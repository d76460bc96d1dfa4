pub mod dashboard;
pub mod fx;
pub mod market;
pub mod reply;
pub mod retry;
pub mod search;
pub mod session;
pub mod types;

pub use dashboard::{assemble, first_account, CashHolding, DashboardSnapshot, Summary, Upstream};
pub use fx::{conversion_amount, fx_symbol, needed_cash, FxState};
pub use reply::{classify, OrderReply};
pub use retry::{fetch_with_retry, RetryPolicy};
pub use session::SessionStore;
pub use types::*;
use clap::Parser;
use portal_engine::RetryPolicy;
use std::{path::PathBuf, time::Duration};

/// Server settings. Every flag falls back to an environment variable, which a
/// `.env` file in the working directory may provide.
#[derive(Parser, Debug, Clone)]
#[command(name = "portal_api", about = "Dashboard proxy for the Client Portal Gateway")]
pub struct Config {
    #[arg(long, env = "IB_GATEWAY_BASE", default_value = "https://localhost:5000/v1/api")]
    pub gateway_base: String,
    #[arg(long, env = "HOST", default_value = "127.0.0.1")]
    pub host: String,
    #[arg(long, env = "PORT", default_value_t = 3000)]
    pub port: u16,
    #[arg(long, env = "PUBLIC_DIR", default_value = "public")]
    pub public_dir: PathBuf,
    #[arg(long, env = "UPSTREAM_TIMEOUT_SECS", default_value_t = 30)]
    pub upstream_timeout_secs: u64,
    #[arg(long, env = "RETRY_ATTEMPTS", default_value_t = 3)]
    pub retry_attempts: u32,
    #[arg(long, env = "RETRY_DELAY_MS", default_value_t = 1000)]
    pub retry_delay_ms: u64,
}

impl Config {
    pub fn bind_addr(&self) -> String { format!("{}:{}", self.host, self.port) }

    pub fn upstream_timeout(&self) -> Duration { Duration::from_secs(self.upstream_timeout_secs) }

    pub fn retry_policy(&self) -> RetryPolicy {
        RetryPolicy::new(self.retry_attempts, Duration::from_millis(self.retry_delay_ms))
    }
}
- - - - - - -
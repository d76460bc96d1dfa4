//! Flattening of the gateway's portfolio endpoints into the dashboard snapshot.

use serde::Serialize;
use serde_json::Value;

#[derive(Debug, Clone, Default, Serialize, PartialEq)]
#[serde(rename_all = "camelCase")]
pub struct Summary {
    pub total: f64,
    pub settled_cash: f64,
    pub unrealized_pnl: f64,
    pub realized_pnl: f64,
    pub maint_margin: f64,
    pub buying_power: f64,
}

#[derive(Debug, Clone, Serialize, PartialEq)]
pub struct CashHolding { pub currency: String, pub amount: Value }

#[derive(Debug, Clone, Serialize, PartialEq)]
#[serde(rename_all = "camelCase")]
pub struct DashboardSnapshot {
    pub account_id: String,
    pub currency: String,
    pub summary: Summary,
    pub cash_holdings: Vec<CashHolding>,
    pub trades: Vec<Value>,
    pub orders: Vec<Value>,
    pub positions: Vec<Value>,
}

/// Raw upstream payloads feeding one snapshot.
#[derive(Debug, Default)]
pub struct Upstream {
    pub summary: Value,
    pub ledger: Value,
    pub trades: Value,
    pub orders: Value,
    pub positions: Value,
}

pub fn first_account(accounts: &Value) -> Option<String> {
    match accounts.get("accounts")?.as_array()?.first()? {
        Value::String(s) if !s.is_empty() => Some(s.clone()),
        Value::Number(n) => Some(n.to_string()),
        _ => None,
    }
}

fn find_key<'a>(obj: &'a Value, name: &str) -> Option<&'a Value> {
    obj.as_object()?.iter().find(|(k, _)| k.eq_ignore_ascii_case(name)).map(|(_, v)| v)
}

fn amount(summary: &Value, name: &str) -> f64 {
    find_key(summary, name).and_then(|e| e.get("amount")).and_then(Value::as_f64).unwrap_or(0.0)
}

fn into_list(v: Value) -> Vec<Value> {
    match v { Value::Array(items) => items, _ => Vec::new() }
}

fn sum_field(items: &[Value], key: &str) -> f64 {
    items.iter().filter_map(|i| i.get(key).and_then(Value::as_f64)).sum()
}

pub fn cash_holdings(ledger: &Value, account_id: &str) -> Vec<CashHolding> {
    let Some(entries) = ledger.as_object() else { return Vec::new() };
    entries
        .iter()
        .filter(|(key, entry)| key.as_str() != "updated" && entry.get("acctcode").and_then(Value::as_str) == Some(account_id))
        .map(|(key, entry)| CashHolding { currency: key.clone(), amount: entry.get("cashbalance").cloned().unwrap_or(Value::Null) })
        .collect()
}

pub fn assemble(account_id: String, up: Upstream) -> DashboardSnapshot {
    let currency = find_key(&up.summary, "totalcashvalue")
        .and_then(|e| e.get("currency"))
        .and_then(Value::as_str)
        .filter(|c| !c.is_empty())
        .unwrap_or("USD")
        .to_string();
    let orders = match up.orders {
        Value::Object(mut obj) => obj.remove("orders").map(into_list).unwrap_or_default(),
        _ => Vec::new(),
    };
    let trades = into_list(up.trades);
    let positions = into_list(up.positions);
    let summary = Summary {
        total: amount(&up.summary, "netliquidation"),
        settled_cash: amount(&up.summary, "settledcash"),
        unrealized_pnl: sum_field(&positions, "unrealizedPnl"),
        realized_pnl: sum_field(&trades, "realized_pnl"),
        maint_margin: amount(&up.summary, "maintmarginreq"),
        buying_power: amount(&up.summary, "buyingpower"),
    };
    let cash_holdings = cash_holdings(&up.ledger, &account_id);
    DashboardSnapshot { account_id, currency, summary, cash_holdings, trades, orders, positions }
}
- - - - - - -
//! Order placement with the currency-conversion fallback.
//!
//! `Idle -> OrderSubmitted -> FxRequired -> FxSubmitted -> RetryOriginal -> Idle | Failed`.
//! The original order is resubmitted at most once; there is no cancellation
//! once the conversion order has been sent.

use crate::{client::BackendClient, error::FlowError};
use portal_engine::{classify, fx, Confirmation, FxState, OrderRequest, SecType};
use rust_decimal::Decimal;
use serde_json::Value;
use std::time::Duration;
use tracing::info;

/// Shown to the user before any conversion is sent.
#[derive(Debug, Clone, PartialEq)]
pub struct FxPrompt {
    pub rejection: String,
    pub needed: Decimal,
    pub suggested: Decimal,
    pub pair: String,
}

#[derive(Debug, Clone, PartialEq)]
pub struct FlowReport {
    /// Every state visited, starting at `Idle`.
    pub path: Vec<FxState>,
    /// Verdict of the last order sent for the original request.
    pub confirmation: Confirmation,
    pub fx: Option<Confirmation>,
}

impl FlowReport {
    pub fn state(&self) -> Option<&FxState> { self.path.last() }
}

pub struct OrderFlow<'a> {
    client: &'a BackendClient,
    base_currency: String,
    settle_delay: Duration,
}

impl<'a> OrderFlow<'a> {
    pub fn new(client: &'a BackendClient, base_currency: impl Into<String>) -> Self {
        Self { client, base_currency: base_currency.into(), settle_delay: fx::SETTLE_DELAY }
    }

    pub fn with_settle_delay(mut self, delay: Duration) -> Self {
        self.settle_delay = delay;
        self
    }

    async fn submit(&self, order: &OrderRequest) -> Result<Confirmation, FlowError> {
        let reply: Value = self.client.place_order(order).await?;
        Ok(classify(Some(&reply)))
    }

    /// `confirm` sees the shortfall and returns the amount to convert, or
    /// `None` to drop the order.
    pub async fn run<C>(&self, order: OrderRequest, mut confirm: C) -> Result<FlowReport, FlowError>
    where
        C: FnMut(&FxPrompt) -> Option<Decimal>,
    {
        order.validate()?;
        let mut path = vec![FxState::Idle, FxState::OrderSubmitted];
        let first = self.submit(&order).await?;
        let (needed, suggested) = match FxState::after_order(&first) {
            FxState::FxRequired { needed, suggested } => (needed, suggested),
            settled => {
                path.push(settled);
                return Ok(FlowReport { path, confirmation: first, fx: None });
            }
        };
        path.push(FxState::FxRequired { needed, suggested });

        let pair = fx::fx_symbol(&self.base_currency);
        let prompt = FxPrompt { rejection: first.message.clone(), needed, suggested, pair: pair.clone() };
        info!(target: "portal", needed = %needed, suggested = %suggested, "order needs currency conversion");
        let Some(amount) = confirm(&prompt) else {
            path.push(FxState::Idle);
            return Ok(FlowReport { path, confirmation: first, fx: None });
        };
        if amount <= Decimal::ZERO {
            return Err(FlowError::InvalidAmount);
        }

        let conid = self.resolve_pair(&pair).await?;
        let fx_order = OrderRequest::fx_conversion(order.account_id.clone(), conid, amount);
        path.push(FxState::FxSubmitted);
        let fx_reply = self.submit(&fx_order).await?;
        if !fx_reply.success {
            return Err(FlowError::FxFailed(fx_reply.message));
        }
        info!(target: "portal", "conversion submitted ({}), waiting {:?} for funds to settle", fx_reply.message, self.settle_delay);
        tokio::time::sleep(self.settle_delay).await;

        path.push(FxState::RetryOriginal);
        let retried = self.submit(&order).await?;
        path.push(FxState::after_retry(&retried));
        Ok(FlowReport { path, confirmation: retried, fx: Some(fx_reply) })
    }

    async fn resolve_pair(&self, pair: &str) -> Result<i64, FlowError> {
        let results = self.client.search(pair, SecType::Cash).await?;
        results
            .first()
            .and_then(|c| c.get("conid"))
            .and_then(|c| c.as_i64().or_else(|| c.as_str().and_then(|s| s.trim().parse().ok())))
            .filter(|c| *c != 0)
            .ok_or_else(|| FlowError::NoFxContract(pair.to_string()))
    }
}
- - - - - - -
> **WHAT THE TASK REQUIRES**
For the word "Duration", please count the lines in the data where it appears and respond with the number only.

> **REPLY TO THE EXERCISE**
6